China's state media has been unforgiving about Obama's political travails.
"Obama always utters 'Yes, we can,' which led to the high expectations people had for him," The Global Times, an English-language website affiliated with the People's Daily, the official Communist Party newspaper, said in a postelection editorial. "But he has done an insipid job, offering nearly nothing to his supporters. U.S. society has grown tired of his banality."
The timing of the editorial, just a few days before Obama's arrival in Beijing, was unusual. But it reflects a broader nationalist strain in China, embodied by Xi, who has consolidated his power and displayed few signs of conciliation toward Obama on thorny issues like Chinese cyberattacks on U.S. companies.
Obama's best bet to counter doubts about his standing, analysts said, will be to move quickly on projects that reinforce America's presence in the region, like a proposed trade deal, and in areas where China and the United States can work together, like climate change.
"It's a matter of, in part, communicating through your body language, through your ambitions, and through what you commit to," said Kenneth G. Lieberthal, a China adviser in the Clinton administration who is now at the Brookings Institution. "That's an important part of what he'll do, but I certainly think that the election does not help him in that."
One of the areas where a Republican-controlled Congress might actually help rather than hinder Obama is in passing the Trans-Pacific Partnership, an ambitious trade pact involving 12 countries that is a centerpiece of the president's pivot to Asia.
Negotiations for a deal have bogged down in the last year, in part because Japan and other Asian countries are reluctant to make big concessions without knowing whether Obama will have "fast-track" authority to pass a treaty in Congress. The White House held off asking for such authority before the midterm elections, at the request of Democrats.
Now, though, a free-trade-friendly Congress is more likely to grant Obama fast-track authority. That could give the administration a genuine window to negotiate the Trans-Pacific Partnership in 2015 before the next presidential election. While in Beijing, Obama is expected to meet with leaders of the countries involved in the negotiation. They will be there for the Asia-Pacific Economic Cooperation forum, an annual meeting of Pacific Rim countries being held in China.
The U.S. trade representative, Michael B. Froman, has played down expectations for any breakthrough in Beijing. And China, which has not been invited to join the Trans-Pacific Partnership, will be watching the U.S. efforts with some skepticism.

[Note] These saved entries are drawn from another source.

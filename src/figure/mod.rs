use glam::Vec2;
use log::debug;

use crate::error::RigError;
use crate::figure::constraint::{Constraint, SegmentBinding};
use crate::figure::node::{Node, NodeContext};
use crate::figure::physics::{presets, Mode, Physics};
use crate::figure::skeleton::Skeleton;
use crate::pointer::Pointer;
use crate::renderer::Renderer;
use crate::Viewport;

pub mod behavior;
pub mod constraint;
pub mod node;
pub mod physics;
pub mod skeleton;

/// Relaxation passes per frame. Approximate convergence in insertion order,
/// never a fixed-point loop.
pub const RELAXATION_PASSES: usize = 5;
/// Per-frame easing of the dragged node toward the pointer.
const DRAG_EASING: f32 = 0.5;

/// One articulated rig: an arena of nodes and the constraints between them,
/// built once from a declarative skeleton and stepped every frame.
pub struct Figure {
    index: usize,
    anchor_fraction: f32,
    anchor: f32,
    frame: u64,
    dir: f32,
    mode: Mode,
    physics: Physics,
    pub nodes: Vec<Node>,
    pub constraints: Vec<Constraint>,
}

impl Figure {
    pub fn new(
        index: usize,
        anchor_fraction: f32,
        skeleton: &Skeleton,
        viewport: Viewport,
        renderer: &mut dyn Renderer,
    ) -> Result<Self, RigError> {
        skeleton.validate()?;
        let physics = presets::RELAXED;
        let anchor = anchor_fraction * viewport.width.min(viewport.height);
        let nodes: Vec<Node> = skeleton
            .nodes
            .iter()
            .map(|spec| Node::new(spec, anchor, physics.intensity))
            .collect();
        let constraints = skeleton
            .bones
            .iter()
            .map(|bone| {
                let visual = bone.segment.as_ref().map(|segment| SegmentBinding {
                    image: renderer.prepare_image(&segment.image),
                    offset: Vec2::new(segment.x, segment.y),
                    angle: segment.angle,
                });
                Constraint::new(bone.n0, bone.n1, &nodes, visual)
            })
            .collect();
        Ok(Self {
            index,
            anchor_fraction,
            anchor,
            frame: 0,
            dir: 1.0,
            mode: Mode::Relaxed,
            physics,
            nodes,
            constraints,
        })
    }

    /// One frame: advance the oscillation, ease the drag anchor, integrate
    /// every node in declaration order, relax all constraints, then emit the
    /// visual segments.
    pub fn step(&mut self, viewport: Viewport, pointer: &mut Pointer, renderer: &mut dyn Renderer) {
        self.frame += 1;
        if self.frame % self.physics.pace == 0 {
            self.dir = -self.dir;
        }

        // Lagged, elastic-feeling drag: half the remaining gap per frame.
        if let Some(node) = pointer.dragged_node(self.index) {
            let target = viewport.unproject(pointer.position);
            let node = &mut self.nodes[node];
            node.position += (target - node.position) * DRAG_EASING;
        }

        let ctx = NodeContext {
            figure: self.index,
            viewport,
            dir: self.dir,
            friction: self.physics.friction,
            anchor: self.anchor,
        };
        for index in 0..self.nodes.len() {
            self.nodes[index].integrate(index, &ctx, pointer);
        }

        for _ in 0..RELAXATION_PASSES {
            for constraint in &self.constraints {
                constraint.solve(&mut self.nodes);
            }
        }

        for constraint in &self.constraints {
            if let Some(segment) = constraint.segment(&self.nodes, &viewport) {
                renderer.draw_segment(&segment);
            }
        }
    }

    /// Toggle between the two operating modes. Idempotent: applying a preset
    /// twice leaves the same parameter state as once.
    pub fn set_engaged(&mut self, engaged: bool) {
        let mode = if engaged { Mode::Engaged } else { Mode::Relaxed };
        if self.mode != mode {
            debug!("figure {} now {mode}", self.index);
        }
        self.mode = mode;
        self.physics = mode.physics();
        for node in &mut self.nodes {
            node.intensity = self.physics.intensity;
        }
    }

    /// Recompute the anchor and ask the renderer to regenerate every
    /// scale-dependent cache. Idempotent, safe before the first step.
    pub fn resize(&mut self, viewport: Viewport, renderer: &mut dyn Renderer) {
        self.anchor = self.anchor_fraction * viewport.width.min(viewport.height);
        for visual in self.visuals() {
            renderer.regenerate_cache(visual.image, viewport.scale);
        }
    }

    pub fn images_ready(&self, renderer: &dyn Renderer) -> bool {
        self.visuals().all(|visual| renderer.is_ready(visual.image))
    }

    /// Swap in placeholders for every image that never became ready.
    pub fn substitute_pending(&self, renderer: &mut dyn Renderer) {
        for visual in self.visuals() {
            if !renderer.is_ready(visual.image) {
                renderer.use_placeholder(visual.image);
            }
        }
    }

    fn visuals(&self) -> impl Iterator<Item = &SegmentBinding> {
        self.constraints
            .iter()
            .filter_map(|constraint| constraint.visual.as_ref())
    }

    pub fn mode(&self) -> Mode {
        self.mode
    }

    pub fn physics(&self) -> &Physics {
        &self.physics
    }

    /// Current oscillation sign, ±1.
    pub fn dir(&self) -> f32 {
        self.dir
    }

    pub fn anchor(&self) -> f32 {
        self.anchor
    }
}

Still, Xi and Obama could find common ground on climate change. As the world's two largest carbon emitters, China and the United States are trying to develop a common position on new targets for emissions reductions in advance of climate talks in Paris next year. The thinking is that they could then pull the rest of the world into a treaty.
While the Chinese may view Obama as a diminished figure, analysts say they are well aware that his successor - whether Hillary Rodham Clinton or a Republican - could end up taking a tougher line toward China. That means they will keep looking for ways to work with him.
Administration officials reject the contention that Obama's focus on Asia has been impeded by events elsewhere in the world. Susan E. Rice, the national security adviser, noted that it was his second visit to the region this year - a "substantial investment of time and attention," she said, given "all the issues that we are all facing."
On the eve of the trip, the White House got good news from unlikely sources: Japan and China, which agreed to set aside a longstanding dispute over islands in the East China Sea. The United States has fretted about being drawn into an increasingly dangerous confrontation.
"The tensions between Japan and China have been overshadowing the whole region, and the relationship between the United States and China," said Jeffrey A. Bader, a former China adviser to Obama. "When relations between China and its neighbors are stable, that helps us."